Overview
The purpose of this research study is to characterize the mechanisms contributing to cognitive impairment and accelerated cognitive decline in Late Life Depression (LLD).
This is a non-randomized, observational, non-treatment study that originally launched in 2015, enrolling 133 participants. From the originally enrolled participants, the continuation of the ADNI-D study will enroll 120 participants which will include following participants from the original (parent) protocol and enrollment of new participants for a period of 30 months. Data from an additional 300 non-depressed subjects will be used from ADNI studies for comparison.

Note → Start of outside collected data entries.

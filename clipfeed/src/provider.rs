//! Feed providers and their capabilities.
//!
//! The engine never asks "which kind of feed is this"; it asks what the feed
//! can do. The main feed supports general caching (a cache window refilled
//! from the selection pool); favorites or search results expose a bounded,
//! ordered identifier list with a position instead.

use crate::config::CacheConfig;
use crate::preload::Direction;
use crate::selection::SelectionPool;
use clipcache::CacheStore;
use std::sync::atomic::{AtomicUsize, Ordering};
use std::sync::Arc;

/// Feed backed by a cache window and the selection pool.
pub trait SupportsGeneralCaching: Send + Sync {
    fn cache(&self) -> &CacheStore;
    fn selection(&self) -> &Arc<SelectionPool>;
}

/// Feed over a finite, ordered list of identifiers.
pub trait HasBoundedHistory: Send + Sync {
    fn len(&self) -> usize;

    fn is_empty(&self) -> bool {
        self.len() == 0
    }

    fn identifier_at(&self, index: usize) -> Option<String>;

    fn position(&self) -> usize;

    fn set_position(&self, index: usize);

    /// Identifier `1 + skip` entries away from the position.
    fn neighbour(&self, direction: Direction, skip: usize) -> Option<String> {
        let position = self.position();
        let index = match direction {
            Direction::Next => position.checked_add(1 + skip)?,
            Direction::Previous => position.checked_sub(1 + skip)?,
        };
        self.identifier_at(index)
    }

    /// Index of `identifier`, searched from the position towards `direction`.
    fn locate(&self, direction: Direction, identifier: &str) -> Option<usize> {
        let position = self.position();
        let matches = |i: &usize| self.identifier_at(*i).as_deref() == Some(identifier);
        match direction {
            Direction::Next => (position + 1..self.len()).find(matches),
            Direction::Previous => (0..position).rev().find(matches),
        }
    }

    /// Moves the position one step, returns false at either end.
    fn step(&self, direction: Direction) -> bool {
        let position = self.position();
        let target = match direction {
            Direction::Next => position + 1,
            Direction::Previous => match position.checked_sub(1) {
                Some(p) => p,
                None => return false,
            },
        };
        if target >= self.len() {
            return false;
        }
        self.set_position(target);
        true
    }
}

pub trait FeedProvider: Send + Sync {
    fn name(&self) -> &str;

    fn general_caching(&self) -> Option<&dyn SupportsGeneralCaching> {
        None
    }

    fn bounded_history(&self) -> Option<&dyn HasBoundedHistory> {
        None
    }
}

/// The endless main feed.
pub struct MainFeed {
    cache: CacheStore,
    selection: Arc<SelectionPool>,
}

impl MainFeed {
    pub fn new(cache: CacheStore, selection: Arc<SelectionPool>) -> Self {
        Self { cache, selection }
    }

    /// Sizes the cache window from the `feed.cache` block.
    pub fn from_config(config: &CacheConfig, selection: Arc<SelectionPool>) -> Self {
        Self::new(
            CacheStore::with_max_attempts(config.capacity, config.max_fill_attempts),
            selection,
        )
    }
}

impl SupportsGeneralCaching for MainFeed {
    fn cache(&self) -> &CacheStore {
        &self.cache
    }

    fn selection(&self) -> &Arc<SelectionPool> {
        &self.selection
    }
}

impl FeedProvider for MainFeed {
    fn name(&self) -> &str {
        "main"
    }

    fn general_caching(&self) -> Option<&dyn SupportsGeneralCaching> {
        Some(self)
    }
}

/// Favorites, search results or any other finite list.
pub struct ListFeed {
    name: String,
    identifiers: Vec<String>,
    position: AtomicUsize,
}

impl ListFeed {
    pub fn new<I, S>(name: impl Into<String>, identifiers: I) -> Self
    where
        I: IntoIterator<Item = S>,
        S: Into<String>,
    {
        Self {
            name: name.into(),
            identifiers: identifiers.into_iter().map(Into::into).collect(),
            position: AtomicUsize::new(0),
        }
    }

    /// Starts the feed at `index` instead of the first entry.
    pub fn starting_at(self, index: usize) -> Self {
        self.position
            .store(index.min(self.identifiers.len().saturating_sub(1)), Ordering::SeqCst);
        self
    }
}

impl HasBoundedHistory for ListFeed {
    fn len(&self) -> usize {
        self.identifiers.len()
    }

    fn identifier_at(&self, index: usize) -> Option<String> {
        self.identifiers.get(index).cloned()
    }

    fn position(&self) -> usize {
        self.position.load(Ordering::SeqCst)
    }

    fn set_position(&self, index: usize) {
        self.position.store(index, Ordering::SeqCst);
    }
}

impl FeedProvider for ListFeed {
    fn name(&self) -> &str {
        &self.name
    }

    fn bounded_history(&self) -> Option<&dyn HasBoundedHistory> {
        Some(self)
    }
}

Depression history, symptom severity and health information will be collected at the initial visit to determine eligibility. An magnetic resonance imaging (MRI) scan, as well as amyloid (florbetapir) and tau (flortaucipr) positron emission tomography (PET) imaging will be conducted at San Francisco VA. Collection of plasma and serum for biomarkers, clinical assessments and cognitive assessments will be conducted at two time points. Blood samples will also be collected for genetic analysis.
Eligibility
Inclusion Criteria:
- Individual participated in original Characterizing Cognitive Decline in Late Life Depression study or Multimodal MRI Characteristics of Psychotherapy Response in Late Life Depression Study.
Exclusion Exceptions:
- Antidepressant medication treatment is allowed only if the medication dose is stable for 4 weeks prior to the MRI scan.
- Psychotherapy interventions is allowed only if they have completed at least 4 weeks of individual or group psychotherapy intervention prior to the MRI scan.
- Participants taking cognitive enhancing medications will be able to enter the study.